If a worker unleashes a torrent of threats and epithets at a manager, makes racist comments toward a coworker or posts profanity directed toward the company on social media, most employers would feel justified in disciplining or even firing the employee.
But when such employee outbursts happen on the picket line, during a meeting about pay or work conditions or in the context of other protected, concerted activity under the National Labor Relations Act, employers have to tread carefully to make sure their actions aren’t considered retaliation.
The National Labor Relations Board on July 21 released a decision that will make it easier for employers to defend actions taken against employees for abusive or profane behavior, even if it’s linked to protected activity.
In General Motors and Charles Robinson, the board adopted the Wright Line standard to determine whether an employer’s adverse action in response to a worker’s outburst is unlawful. The standard requires the NLRB general counsel to first prove that the worker was engaged in protected activity and the employer knew about and had animus toward the protected activity. If awareness and animus toward protected activity is established, then the burden shifts to the employer, who must show they would have disciplined or terminated the employee even if there was no protected activity.
“Under the old standards, there was almost a presumption that if the employee was talking about terms and conditions of employment, any outburst was going to be protected unless management could demonstrate that it wasn’t,” said Steven Suflas, senior counsel at Ballard Spahr.
“And the new standard takes a more common-sense approach, saying it’s really the NLRB’s burden to show that this really was something that would restrain or coerce employees in exercising their statutory rights under the NLRA.”
Previously, there were different standards for determining the lawfulness of an employer’s disciplinary actions depending on the location, forum or target of the employee’s abusive or profane behavior. For outbursts directed at management in the workplace, the NLRB applied the Atlantic Steel test, which considers the place and subject matter of the discussion, the nature of the employee’s outburst and whether the outburst was in any way provoked by an employer’s unfair labor practice.
In cases involving picket line conduct, the Clear Pine Mouldings Standard applied, which asks whether non-strikers would have been coerced or intimidated by the abusive behavior. And for social media posts and most cases involving conversations between workers, the board considered the totality of the circumstances. The recent decision creates a single standard for all situations involving discipline in response to employee outbursts.
“I think what it does is it provides more predictability for all parties,” Polsinelli shareholder Mark Nelson said of the decision, adding that under the old standards, “not only did they have different tests, but they were applied in some ways that I think are very inconsistent and tortured.”
Employee outbursts involving abusive language or behavior based on race, gender or other protected categories often brought an employer’s obligations under the NLRA and anti-discrimination laws into tension with one another. The General Motors decision helps clear up the conflict between labor and anti-discrimination laws.
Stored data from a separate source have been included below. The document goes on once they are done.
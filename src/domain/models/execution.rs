//! Raw test execution facts pulled from build history.
//!
//! One record is one observed outcome of one test in one build. Records are
//! never mutated after ingestion; every analysis pass reads a fresh set.

use serde::{Deserialize, Serialize};

use crate::domain::errors::{DomainError, DomainResult};

/// Outcome of a single test execution.
#[derive(Debug, Clone, Copy, PartialEq, Eq, Hash, Serialize, Deserialize)]
#[serde(rename_all = "snake_case")]
pub enum TestStatus {
    /// Test passed
    Ok,
    /// Test failed
    Failure,
}

impl TestStatus {
    pub fn as_str(&self) -> &'static str {
        match self {
            Self::Ok => "ok",
            Self::Failure => "failure",
        }
    }

    #[allow(clippy::should_implement_trait)]
    pub fn from_str(s: &str) -> Option<Self> {
        match s.to_lowercase().as_str() {
            "ok" | "success" | "normal" => Some(Self::Ok),
            "failure" | "failed" => Some(Self::Failure),
            _ => None,
        }
    }

    pub fn is_failure(&self) -> bool {
        matches!(self, Self::Failure)
    }
}

/// One observed test execution.
#[derive(Debug, Clone, PartialEq, Eq, Serialize, Deserialize)]
pub struct RawExecutionRecord {
    /// Build the test ran in
    pub build_id: i64,
    /// Test name id
    pub test_id: i64,
    /// Outcome
    pub status: TestStatus,
    /// Build configuration the build belongs to
    pub build_type_id: String,
    /// Modification the build ran on; `None` for a build without changes
    #[serde(default)]
    pub modification_id: Option<i64>,
    /// Agent the build ran on
    pub agent_name: String,
    /// Epoch milliseconds
    pub timestamp: i64,
}

impl RawExecutionRecord {
    /// Create a new record.
    pub fn new(
        build_id: i64,
        test_id: i64,
        status: TestStatus,
        build_type_id: impl Into<String>,
        modification_id: Option<i64>,
        agent_name: impl Into<String>,
        timestamp: i64,
    ) -> Self {
        Self {
            build_id,
            test_id,
            status,
            build_type_id: build_type_id.into(),
            modification_id,
            agent_name: agent_name.into(),
            timestamp,
        }
    }

    pub fn is_failure(&self) -> bool {
        self.status.is_failure()
    }

    /// Whether the build carried no changes at all.
    pub fn is_without_changes(&self) -> bool {
        self.modification_id.is_none()
    }

    /// Reject records no real build history would produce.
    pub fn validate(&self) -> DomainResult<()> {
        if self.build_id < 0 {
            return Err(DomainError::MalformedRecord(format!(
                "negative build id {} for test {}",
                self.build_id, self.test_id
            )));
        }
        if self.test_id < 0 {
            return Err(DomainError::MalformedRecord(format!(
                "negative test id {} in build {}",
                self.test_id, self.build_id
            )));
        }
        if self.timestamp < 0 {
            return Err(DomainError::MalformedRecord(format!(
                "negative timestamp in build {}",
                self.build_id
            )));
        }
        Ok(())
    }
}
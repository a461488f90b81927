//! Modification-based reason inference.
//!
//! Correlates a test's outcomes with the modifications its builds ran on:
//! 1. a modification that produced both a failing and a passing run
//!    ([`Reason::BuildsOnSameModification`]), otherwise
//! 2. a failure in a build without changes ([`Reason::BuildWithoutChanges`]).
//!
//! The first rule that matches wins; both prefer the most recent builds.

use std::collections::HashMap;

use crate::domain::models::{AnalysisConfig, RawExecutionRecord, Reason};

#[derive(Debug, Default, Clone, Copy)]
struct OutcomePair {
    latest_failure: Option<i64>,
    latest_success: Option<i64>,
}

impl OutcomePair {
    fn record(&mut self, record: &RawExecutionRecord) {
        let slot = if record.is_failure() {
            &mut self.latest_failure
        } else {
            &mut self.latest_success
        };
        *slot = Some(slot.map_or(record.build_id, |id| id.max(record.build_id)));
    }

    fn divergent(&self) -> Option<(i64, i64)> {
        self.latest_failure.zip(self.latest_success)
    }
}

/// Read-only classifier over one test's execution history.
#[derive(Debug, Clone, Copy, Default)]
pub struct ModificationBasedAlgorithm {
    same_build_type_only: bool,
}

impl ModificationBasedAlgorithm {
    pub fn new(same_build_type_only: bool) -> Self {
        Self {
            same_build_type_only,
        }
    }

    pub fn from_config(config: &AnalysisConfig) -> Self {
        Self::new(config.same_build_type_only)
    }

    /// Strongest modification-based reason for `history`, if any.
    pub fn check_test(&self, history: &[RawExecutionRecord]) -> Option<Reason> {
        self.builds_on_same_modification(history)
            .or_else(|| build_without_changes(history))
    }

    fn builds_on_same_modification(&self, history: &[RawExecutionRecord]) -> Option<Reason> {
        let mut groups: HashMap<(Option<&str>, i64), OutcomePair> = HashMap::new();

        for record in history {
            let Some(modification_id) = record.modification_id else {
                continue;
            };
            let build_type = self
                .same_build_type_only
                .then_some(record.build_type_id.as_str());
            groups
                .entry((build_type, modification_id))
                .or_default()
                .record(record);
        }

        groups
            .values()
            .filter_map(OutcomePair::divergent)
            .max_by_key(|&(failed, successful)| (failed.max(successful), failed))
            .map(|(failed, successful)| Reason::BuildsOnSameModification {
                failed_in_build_id: failed,
                successful_in_build_id: successful,
            })
    }
}

fn build_without_changes(history: &[RawExecutionRecord]) -> Option<Reason> {
    history
        .iter()
        .filter(|r| r.is_failure() && r.is_without_changes())
        .map(|r| r.build_id)
        .max()
        .map(|build_id| Reason::BuildWithoutChanges { build_id })
}

#[cfg(test)]
mod tests {
    use super::*;
    use crate::domain::models::TestStatus::{self, Failure, Ok as Success};

    fn raw(build_id: i64, status: TestStatus, bt: &str, modification: Option<i64>) -> RawExecutionRecord {
        RawExecutionRecord::new(build_id, 0, status, bt, modification, "agent", 0)
    }

    #[test]
    fn test_single_passing_run_has_no_reason() {
        let algorithm = ModificationBasedAlgorithm::default();
        assert_eq!(algorithm.check_test(&[raw(1, Success, "", Some(1))]), None);
    }

    #[test]
    fn test_single_failing_run_with_changes_has_no_reason() {
        let algorithm = ModificationBasedAlgorithm::default();
        assert_eq!(algorithm.check_test(&[raw(1, Failure, "bt", Some(1))]), None);
    }

    #[test]
    fn test_same_modification_divergent_outcomes() {
        let algorithm = ModificationBasedAlgorithm::default();
        let history = [raw(1, Failure, "bt", Some(5)), raw(2, Success, "bt", Some(5))];
        assert_eq!(
            algorithm.check_test(&history),
            Some(Reason::BuildsOnSameModification {
                failed_in_build_id: 1,
                successful_in_build_id: 2,
            })
        );
    }

    #[test]
    fn test_most_recent_divergent_group_wins() {
        let algorithm = ModificationBasedAlgorithm::default();
        let history = [
            raw(1, Failure, "bt", Some(5)),
            raw(2, Success, "bt", Some(5)),
            raw(3, Success, "bt", Some(6)),
            raw(4, Failure, "bt", Some(7)),
            raw(5, Success, "bt", Some(7)),
            raw(6, Failure, "bt", Some(7)),
        ];
        assert_eq!(
            algorithm.check_test(&history),
            Some(Reason::BuildsOnSameModification {
                failed_in_build_id: 6,
                successful_in_build_id: 5,
            })
        );
    }

    #[test]
    fn test_same_modification_takes_precedence_over_no_changes() {
        let algorithm = ModificationBasedAlgorithm::default();
        let history = [
            raw(1, Failure, "bt", Some(5)),
            raw(2, Success, "bt", Some(5)),
            raw(3, Failure, "bt", None),
        ];
        assert!(matches!(
            algorithm.check_test(&history),
            Some(Reason::BuildsOnSameModification { .. })
        ));
    }

    #[test]
    fn test_build_without_changes_picks_latest_failure() {
        let algorithm = ModificationBasedAlgorithm::default();
        let history = [
            raw(1, Failure, "bt", None),
            raw(2, Success, "bt", None),
            raw(3, Failure, "bt", None),
            raw(4, Success, "bt", Some(9)),
        ];
        assert_eq!(
            algorithm.check_test(&history),
            Some(Reason::BuildWithoutChanges { build_id: 3 })
        );
    }

    #[test]
    fn test_passing_build_without_changes_is_not_evidence() {
        let algorithm = ModificationBasedAlgorithm::default();
        let history = [raw(1, Success, "bt", None), raw(2, Failure, "bt", Some(3))];
        assert_eq!(algorithm.check_test(&history), None);
    }

    #[test]
    fn test_same_build_type_only_splits_groups() {
        let history = [raw(1, Failure, "bt-linux", Some(5)), raw(2, Success, "bt-windows", Some(5))];

        assert!(ModificationBasedAlgorithm::new(false).check_test(&history).is_some());
        assert_eq!(ModificationBasedAlgorithm::new(true).check_test(&history), None);
    }
}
Sherman & Howard member Patrick Scully said that clients complained the previous standards required them to choose between “two terrible outcomes:” Either violate labor laws or tolerate racist conduct against employees in situations involving protected activity.
“That’s just not a choice employers should be forced to make,” Scully said. “We’re supposed to harmonize these laws. We’re not supposed to make you choose between them.”
Under the new test, if the NLRB meets its burden of showing an employer might have had illegal motivations, the employer would then need to show they would have fired or disciplined a worker for their conduct in absence of any protected activity. According to Nelson, the easiest way to make that case to show past examples of other employees who were disciplined for similar conduct.
“If you don’t have a past practice to show, then you better be able to show that the conduct was a violation of the policies and standards the organization has,” he said, adding it’s best if employers can prove such policies were in writing and were disseminated to all employees.
“So one guidance for employers is to now go back and look carefully at their [HR policies] and look at the language in them, because the board does rely on the phrase ‘abusive behavior,’” Nelson said. One of the unanswered questions about this decision, he said, is “where do you draw the line between abusive and something that’s not quite abusive?” He added the board might look to the standards embedded in anti-discrimination law to define harassment, bullying and other types of abusive behavior.
The board’s decision comes at a time when anti-discrimination laws are in the spotlight, said Scully, and the decision removes a barrier to enforcing those laws. But while the change may be timely, the board’s decision is far from permanent.
“This is going to be a very controversial decision in the labor movement,” Scully said. “And it if there’s a change in administration, it will be very close to the top of the hit list.”
Suflas agreed that the decision is likely to be undone if Republicans lose the White House, but he said a change in administrations didn’t always mean big changes in the law. “When I began practicing, the substantive law under the National Labor Relations Act was fairly stable, and there were about a dozen issues where the law would get tweaked if there was a change in administrations,” Suflas said. “Well, over the past two decades, that’s gone out the window.”
“For anything dealing with the NLRA, this is now the substantive law. But the footnote is: This is now the substantive law for today.”